Basal Cell Carcinoma
Basal cell carcinoma is the most common form of skin cancer, affecting 50 to 60,000 Canadians each year. In fact, it is the most common of all cancers. One out of every three new cancers is a skin cancer, and the vast majority are basal cell carcinomas, often referred to by the abbreviation, BCC. These cancers arise in the basal cells, which are at the bottom of the epidermis (outer skin layer). Until recently, those most often affected were older people, particularly men who had worked outdoors. Although the number of new cases has increased sharply each year in the last few decades, the average age of onset of the disease has steadily decreased. More women are getting BCCs than in the past; nonetheless, men still outnumber women.
The Major Cause
Chronic exposure to sunlight is the cause of almost all basal cell carcinomas, which occur most frequently on exposed parts of the body -- the face, ears, neck, scalp, shoulders, and back. Rarely, however, tumours develop on non-exposed areas. In a few cases, contact with arsenic, genetic factors, exposure to radiation, and complications of burns, scars, vaccinations or even tattoos are contributing factors.
Who Gets It
Anyone with a history of frequent sun exposure can develop BCC. But people who have fair skin, blonde or red hair and blue, green, or gray eyes are at highest risk. Those whose occupations require long hours outdoors or who spend extensive leisure time in the sun are in particular jeopardy.
Transplant patients on long-term immunosuppressive drugs are at higher risk for the development of BCC.
What to Look For
- A reddish patch or irritated area, frequently occurring on the chest, shoulders, arms or legs.
- Sometimes the patch crusts.
- It may also itch or hurt.
- At other times, it persists with no noticeable discomfort.
- This warning sign can indicate the presence of an aggressive tumour.
Frequently, two or more features are present in one tumour. In addition, basal cell carcinoma sometimes resembles non-cancerous skin conditions such as psoriasis or eczema. Only a trained physician, usually a specialist in diseases of the skin, can decide for sure.

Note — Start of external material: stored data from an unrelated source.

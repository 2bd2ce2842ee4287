//! Fetch → match → store → read back, for one office.

use crate::client::JmaClient;
use crate::error::WeatherError;
use crate::matcher::find_matching_area;
use crate::rows::build_rows;
use crate::store::ForecastStore;
use crate::types::StoredForecast;

/// What a refresh produced
#[derive(Debug)]
pub enum RefreshOutcome {
    /// The forecast document could not be fetched
    Unavailable,
    /// Stored rows for the region after the refresh; empty when nothing matched
    Ready(Vec<StoredForecast>),
}

/// Refresh the stored forecast for `region_name` from the office `office_code`.
///
/// When nothing matches, the region's stored rows are still replaced (with
/// nothing) and the result is an empty list.
pub async fn refresh_forecast(
    client: &JmaClient,
    store: &mut ForecastStore,
    office_code: &str,
    region_name: &str,
) -> Result<RefreshOutcome, WeatherError> {
    let Some(forecast) = client.fetch_forecast(office_code).await? else {
        return Ok(RefreshOutcome::Unavailable);
    };

    let directory = client.fetch_area_directory().await?;
    let rows = match find_matching_area(directory.as_ref(), &forecast, region_name)? {
        Some(matched) => build_rows(region_name, &matched),
        None => Vec::new(),
    };

    let inserted = store.replace(region_name, &rows)?;
    tracing::info!("Stored {} forecast rows for {}", inserted, region_name);

    if tracing::enabled!(tracing::Level::DEBUG) {
        for stored in store.dump(Some(region_name))? {
            tracing::debug!(
                "id={} region={} date={} weather={} max={} min={} code={} fetched_at={}",
                stored.id,
                stored.row.region_name,
                stored.row.date,
                stored.row.weather,
                stored.row.max_temp,
                stored.row.min_temp,
                stored.row.weather_code,
                stored.fetched_at
            );
        }
        tracing::debug!("Total stored rows: {}", store.count()?);
    }

    Ok(RefreshOutcome::Ready(store.read_back(region_name)?))
}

Learn the signs of basal cell carcinoma, and examine your skin regularly -- once a month, or more often if you are at high risk. Be sure to include the scalp, backs of ears, neck, and other hard-to-see areas. (A full-length mirror and a hand-held mirror can be very useful). If you observe any of the warning signs or some other change in your skin, consult your physician immediately. The Canadian Skin Cancer Foundation advises people to have a total-body skin exam by a dermatologist at regular intervals. The physician will suggest the correct time frame for follow-up visits, depending on your specific risk factors, such as skin type and history of sun exposure.